Notice Of SSH Interop Issues

From: Thor Newman (Thor@airg.com)
Date: Fri Aug 13 2004 - 19:49:22 EDT


Hello Managers,

This is as much an information dump as it is a RFC or feedback. The
issue is relatively minor, but nevertheless aggravating.

Since deploying a Solaris 9 / SPARC system as a database into an
environment with a Linux-driven monitoring service called Nagios, I
noted frequent failures of monitoring scripts checking things like disk
space, load, paging, etc.

Nagios, as with many similar services, operates by retcode... A retcode
of 0 from a check means 'Ok', a retcode of 1 means Warning, 2 means
Critical, and 3 means unknown.

The checks are executed locally via SSH; public-key authentication is
used for the Nagios agent user to authenticate and launch the
appropriate script and pass the return code back to the monitoring
process.

What I was seeing was service states flipping back and forth between OK
and UNKNOWN. I couldn't figure that one out as the checks I wrote (all
vanilla /bin/sh scripts) never returned a retcode of 3 no matter what.
Obviously something else was wrong, and after some digging, it appears
that the problem is some interop glitch between the client side SSH
(SSH-2.0-OpenSSH_3.4p1) and the Solaris server-side
(SSH-2.0-Sun_SSH_1.0.1)

I have no interest in cluttering up the Solaris machine with GPL
versions of SSH or anything else, so the obvious fix of deploying
OpenSSH to the Solaris server is not an option.
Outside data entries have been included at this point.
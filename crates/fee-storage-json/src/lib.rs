use std::{
    cmp::Reverse,
    fs::{self, File},
    io::Write,
    path::{Path, PathBuf},
    sync::{Arc, Mutex, MutexGuard},
};

use chrono::{DateTime, Duration, NaiveDateTime, Utc};
use fee_core::{
    storage::{ArrearSource, BalanceStore, FeeStructureSource, PaymentSource, SchoolDirectory},
    Clock, CoreError, SystemClock,
};
use fee_domain::{
    AcademicYearCarryForward, Arrear, BalanceBook, FeeStructureRecord, Payment, School,
    SchoolCalendar, SchoolDataset, Student, StudentYearlyBalance,
};
use rust_decimal::Decimal;
use tracing::debug;
use uuid::Uuid;

const FILE_EXTENSION: &str = "json";
const BACKUP_TIMESTAMP_FORMAT: &str = "%Y%m%d_%H%M%S_%6f";
const BALANCES_FILE: &str = "balances.json";
const TMP_SUFFIX: &str = "tmp";
const DEFAULT_RETENTION: usize = 5;

/// Directory layout used by [`JsonSchoolStore`].
#[derive(Debug, Clone, PartialEq, Eq)]
pub struct StoragePaths {
    pub schools_root: PathBuf,
    pub backups_root: PathBuf,
    pub balances_file: PathBuf,
}

impl StoragePaths {
    pub fn under(root: &Path) -> Self {
        Self {
            schools_root: root.join("schools"),
            backups_root: root.join("backups"),
            balances_file: root.join(BALANCES_FILE),
        }
    }
}

/// Filesystem-backed JSON store: one dataset file per school plus a shared
/// balances file. Every read goes back to disk.
#[derive(Clone)]
pub struct JsonSchoolStore {
    paths: StoragePaths,
    retention: usize,
    clock: Arc<dyn Clock>,
    write_lock: Arc<Mutex<()>>,
}

impl JsonSchoolStore {
    pub fn new(paths: StoragePaths) -> Result<Self, CoreError> {
        Self::with_retention(paths, DEFAULT_RETENTION)
    }

    pub fn with_retention(paths: StoragePaths, retention: usize) -> Result<Self, CoreError> {
        fs::create_dir_all(&paths.schools_root)?;
        fs::create_dir_all(&paths.backups_root)?;
        Ok(Self {
            paths,
            retention: retention.max(1),
            clock: Arc::new(SystemClock),
            write_lock: Arc::new(Mutex::new(())),
        })
    }

    pub fn with_clock(mut self, clock: Arc<dyn Clock>) -> Self {
        self.clock = clock;
        self
    }

    pub fn paths(&self) -> &StoragePaths {
        &self.paths
    }

    pub fn dataset_path(&self, school_id: Uuid) -> PathBuf {
        self.paths
            .schools_root
            .join(format!("{}.{}", school_id, FILE_EXTENSION))
    }

    /// Writes a dataset, keeping a timestamped copy of the file it replaces.
    pub fn save_dataset(&self, dataset: &SchoolDataset) -> Result<(), CoreError> {
        let _guard = self.lock()?;
        self.write_dataset(dataset)
    }

    pub fn load_dataset(&self, school_id: Uuid) -> Result<Option<SchoolDataset>, CoreError> {
        let path = self.dataset_path(school_id);
        if !path.exists() {
            return Ok(None);
        }
        load_dataset_from_path(&path).map(Some)
    }

    pub fn list_datasets(&self) -> Result<Vec<Uuid>, CoreError> {
        if !self.paths.schools_root.exists() {
            return Ok(Vec::new());
        }
        let mut ids = Vec::new();
        for entry in fs::read_dir(&self.paths.schools_root)? {
            let path = entry?.path();
            if !path.is_file() {
                continue;
            }
            if path.extension().and_then(|ext| ext.to_str()) != Some(FILE_EXTENSION) {
                continue;
            }
            if let Some(id) = path
                .file_stem()
                .and_then(|stem| stem.to_str())
                .and_then(|stem| Uuid::parse_str(stem).ok())
            {
                ids.push(id);
            }
        }
        ids.sort();
        Ok(ids)
    }

    /// Appends a payment to the student's school dataset.
    pub fn record_payment(&self, payment: Payment) -> Result<Uuid, CoreError> {
        if payment.amount <= Decimal::ZERO {
            return Err(CoreError::Validation(format!(
                "payment amount must be positive, got {}",
                payment.amount
            )));
        }
        let _guard = self.lock()?;
        let mut dataset = self.require_dataset(payment.school_id)?;
        if dataset.find_student(payment.student_id).is_none() {
            return Err(CoreError::StudentNotFound(payment.student_id));
        }
        let id = dataset.add_payment(payment);
        self.write_dataset(&dataset)?;
        Ok(id)
    }

    pub fn load_balances(&self) -> Result<BalanceBook, CoreError> {
        let path = &self.paths.balances_file;
        if !path.exists() {
            return Ok(BalanceBook::default());
        }
        let data = fs::read_to_string(path)?;
        serde_json::from_str(&data).map_err(|err| CoreError::Serde(err.to_string()))
    }

    pub fn list_backups(&self, school_id: Uuid) -> Result<Vec<BackupInfo>, CoreError> {
        let dir = self.backup_dir(school_id);
        if !dir.exists() {
            return Ok(Vec::new());
        }
        let mut entries = Vec::new();
        for entry in fs::read_dir(dir)? {
            let path = entry?.path();
            if path.extension().and_then(|ext| ext.to_str()) != Some(FILE_EXTENSION) {
                continue;
            }
            if let Some(file_name) = path.file_name().and_then(|name| name.to_str()) {
                let stamp = parse_backup_name(file_name);
                entries.push((
                    stamp,
                    BackupInfo {
                        school_id,
                        id: file_name.to_string(),
                        created_at: stamp.map(|(created_at, _)| created_at),
                        path: path.clone(),
                    },
                ));
            }
        }
        entries.sort_by_key(|(stamp, _)| Reverse(*stamp));
        Ok(entries.into_iter().map(|(_, info)| info).collect())
    }

    pub fn restore_backup(&self, backup: &BackupInfo) -> Result<SchoolDataset, CoreError> {
        if !backup.path.exists() {
            return Err(CoreError::Storage(format!(
                "backup `{}` not found",
                backup.id
            )));
        }
        let _guard = self.lock()?;
        let target = self.dataset_path(backup.school_id);
        fs::copy(&backup.path, &target)?;
        load_dataset_from_path(&target)
    }

    fn require_dataset(&self, school_id: Uuid) -> Result<SchoolDataset, CoreError> {
        self.load_dataset(school_id)?
            .ok_or(CoreError::SchoolNotFound(school_id))
    }

    fn write_dataset(&self, dataset: &SchoolDataset) -> Result<(), CoreError> {
        let path = self.dataset_path(dataset.school_id());
        if path.exists() {
            self.backup_existing_file(dataset.school_id(), &path)?;
        }
        let data = serde_json::to_string_pretty(dataset)
            .map_err(|err| CoreError::Serde(err.to_string()))?;
        replace_file(&path, &data)?;
        debug!("saved dataset for school {}", dataset.school.code);
        Ok(())
    }

    fn update_balances<F>(&self, apply: F) -> Result<(), CoreError>
    where
        F: FnOnce(&mut BalanceBook, DateTime<Utc>),
    {
        let write_failed = |err: CoreError| CoreError::PersistenceWrite(err.to_string());
        let _guard = self.lock().map_err(write_failed)?;
        let mut book = self.load_balances().map_err(write_failed)?;
        apply(&mut book, self.clock.now());
        let data = serde_json::to_string_pretty(&book)
            .map_err(|err| CoreError::PersistenceWrite(err.to_string()))?;
        replace_file(&self.paths.balances_file, &data).map_err(write_failed)
    }

    fn backup_dir(&self, school_id: Uuid) -> PathBuf {
        self.paths.backups_root.join(school_id.to_string())
    }

    fn backup_existing_file(&self, school_id: Uuid, path: &Path) -> Result<(), CoreError> {
        let dir = self.backup_dir(school_id);
        fs::create_dir_all(&dir)?;
        let timestamp = self.clock.now().format(BACKUP_TIMESTAMP_FORMAT).to_string();
        let mut backup_path = dir.join(format!("{}_{}.{}", school_id, timestamp, FILE_EXTENSION));
        let mut sequence = 0u32;
        while backup_path.exists() {
            sequence += 1;
            backup_path = dir.join(format!(
                "{}_{}-{}.{}",
                school_id, timestamp, sequence, FILE_EXTENSION
            ));
        }
        fs::copy(path, &backup_path)?;
        self.prune_backups(school_id)
    }

    fn prune_backups(&self, school_id: Uuid) -> Result<(), CoreError> {
        for entry in self.list_backups(school_id)?.into_iter().skip(self.retention) {
            let _ = fs::remove_file(entry.path);
        }
        Ok(())
    }

    fn lock(&self) -> Result<MutexGuard<'_, ()>, CoreError> {
        self.write_lock
            .lock()
            .map_err(|_| CoreError::Storage("store lock poisoned".into()))
    }

    fn with_dataset<T, F>(&self, school_id: Uuid, read: F) -> Result<T, CoreError>
    where
        F: FnOnce(&SchoolDataset) -> Result<T, CoreError>,
    {
        read(&self.require_dataset(school_id)?)
    }
}

impl SchoolDirectory for JsonSchoolStore {
    fn schools(&self) -> Result<Vec<School>, CoreError> {
        let mut schools = Vec::new();
        for id in self.list_datasets()? {
            if let Some(dataset) = self.load_dataset(id)? {
                schools.push(dataset.school);
            }
        }
        schools.sort_by(|a, b| a.code.cmp(&b.code));
        Ok(schools)
    }

    fn school(&self, school_id: Uuid) -> Result<Option<School>, CoreError> {
        Ok(self.load_dataset(school_id)?.map(|dataset| dataset.school))
    }

    fn students(&self, school_id: Uuid) -> Result<Vec<Student>, CoreError> {
        self.with_dataset(school_id, |dataset| dataset.students(school_id))
    }

    fn student(&self, school_id: Uuid, student_id: Uuid) -> Result<Option<Student>, CoreError> {
        match self.load_dataset(school_id)? {
            Some(dataset) => SchoolDirectory::student(&dataset, school_id, student_id),
            None => Ok(None),
        }
    }

    fn calendar(&self, school_id: Uuid) -> Result<SchoolCalendar, CoreError> {
        self.with_dataset(school_id, |dataset| dataset.calendar(school_id))
    }
}

impl FeeStructureSource for JsonSchoolStore {
    fn fee_structures(
        &self,
        school_id: Uuid,
        grade_id: Uuid,
        academic_year_id: Option<Uuid>,
    ) -> Result<Vec<FeeStructureRecord>, CoreError> {
        self.with_dataset(school_id, |dataset| {
            dataset.fee_structures(school_id, grade_id, academic_year_id)
        })
    }
}

impl PaymentSource for JsonSchoolStore {
    fn payments_for_student(
        &self,
        school_id: Uuid,
        student_id: Uuid,
    ) -> Result<Vec<Payment>, CoreError> {
        self.with_dataset(school_id, |dataset| {
            dataset.payments_for_student(school_id, student_id)
        })
    }
}

impl ArrearSource for JsonSchoolStore {
    fn arrears_for_student(
        &self,
        school_id: Uuid,
        student_id: Uuid,
    ) -> Result<Vec<Arrear>, CoreError> {
        self.with_dataset(school_id, |dataset| {
            dataset.arrears_for_student(school_id, student_id)
        })
    }
}

impl BalanceStore for JsonSchoolStore {
    fn yearly_balance(
        &self,
        student_id: Uuid,
        academic_year: i32,
    ) -> Result<Option<StudentYearlyBalance>, CoreError> {
        Ok(self
            .load_balances()?
            .get(student_id, academic_year)
            .cloned())
    }

    fn upsert_carry_forward(&self, carry: &AcademicYearCarryForward) -> Result<(), CoreError> {
        self.update_balances(|book, now| book.upsert_carry_forward(carry, now))
    }

    fn upsert_closing_balance(
        &self,
        student_id: Uuid,
        academic_year: i32,
        amount: Decimal,
    ) -> Result<(), CoreError> {
        self.update_balances(|book, now| {
            book.upsert_closing_balance(student_id, academic_year, amount, now)
        })
    }
}

/// A retained copy of a school dataset.
#[derive(Debug, Clone, PartialEq, Eq)]
pub struct BackupInfo {
    pub school_id: Uuid,
    pub id: String,
    pub created_at: Option<DateTime<Utc>>,
    pub path: PathBuf,
}

/// Loads a school dataset from the provided filesystem path.
pub fn load_dataset_from_path(path: &Path) -> Result<SchoolDataset, CoreError> {
    let data = fs::read_to_string(path)?;
    serde_json::from_str(&data).map_err(|err| CoreError::Serde(err.to_string()))
}

/// Saves a school dataset to an arbitrary path on disk.
pub fn save_dataset_to_path(dataset: &SchoolDataset, path: &Path) -> Result<(), CoreError> {
    let data =
        serde_json::to_string_pretty(dataset).map_err(|err| CoreError::Serde(err.to_string()))?;
    replace_file(path, &data)
}

/// Creation time and same-instant sequence of a backup file.
///
/// Accepts `<school>_<date>_<time>_<micros>[-<n>].json` and the older
/// `<school>_<date>_<time>.json`.
fn parse_backup_name(name: &str) -> Option<(DateTime<Utc>, u32)> {
    let trimmed = name.strip_suffix(&format!(".{}", FILE_EXTENSION))?;
    let (stem, sequence) = match trimmed.rsplit_once('-') {
        Some((stem, suffix)) if !suffix.is_empty() && is_digits(suffix, suffix.len()) => {
            (stem, suffix.parse().ok()?)
        }
        _ => (trimmed, 0),
    };
    let segments: Vec<&str> = stem.rsplit('_').take(3).collect();
    let (date, time, micros) = match segments.as_slice() {
        [micros, time, date]
            if is_digits(date, 8) && is_digits(time, 6) && is_digits(micros, 6) =>
        {
            (*date, *time, *micros)
        }
        [time, date, ..] if is_digits(date, 8) && is_digits(time, 6) => (*date, *time, "0"),
        _ => return None,
    };
    let naive =
        NaiveDateTime::parse_from_str(&format!("{}{}", date, time), "%Y%m%d%H%M%S").ok()?;
    let offset = Duration::microseconds(micros.parse().ok()?);
    Some((DateTime::from_naive_utc_and_offset(naive, Utc) + offset, sequence))
}

fn is_digits(value: &str, len: usize) -> bool {
    value.len() == len && value.chars().all(|c| c.is_ascii_digit())
}

fn tmp_path(path: &Path) -> PathBuf {
    let mut tmp = path.to_path_buf();
    let ext = match path.extension().and_then(|ext| ext.to_str()) {
        Some(existing) => format!("{}.{}", existing, TMP_SUFFIX),
        None => TMP_SUFFIX.to_string(),
    };
    tmp.set_extension(ext);
    tmp
}

fn write_atomic(path: &Path, data: &str) -> Result<(), CoreError> {
    if let Some(parent) = path.parent() {
        fs::create_dir_all(parent)?;
    }
    let mut file = File::create(path)?;
    file.write_all(data.as_bytes())?;
    file.flush()?;
    Ok(())
}

fn replace_file(path: &Path, data: &str) -> Result<(), CoreError> {
    let tmp = tmp_path(path);
    write_atomic(&tmp, data)?;
    fs::rename(&tmp, path)?;
    Ok(())
}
I applied the following patch:

113273-07

To the Solaris server, which seemed promising as it specifically
mentioned "...4939055 ssh does not return standard errors..." as one of
the bugs fixed, but this made no difference.

I am about to apply '113273-08', which mentions a PAM closing issue
which may be the cause. I will follow up with a report on that one next
week.

Regardless of the patches, I have noted the following workaround which
seems to exist. In order to troubleshoot the issue further, I set the
log level from 'info' to debug in /etc/ssh/sshd_config ... As soon as I
did so, the UNKNOWN responses stopped occurring. Changing the loglevel
back to 'info' brought them back.

Its possible this is a weird coincidence, but unlikely as the services
all reported properly for days with a loglevel of debug but began
reporting UNKNOWNS again in a matter of a few minutes when the loglevel
was set back.

So, anyone who might be encountering similar strangeness with the return
codes of processes called by (Open)SSH in this matter, adjusting
LogLevel from info to debug may not only give you more debugging info,
it might actually fix the problem bizarrely enough.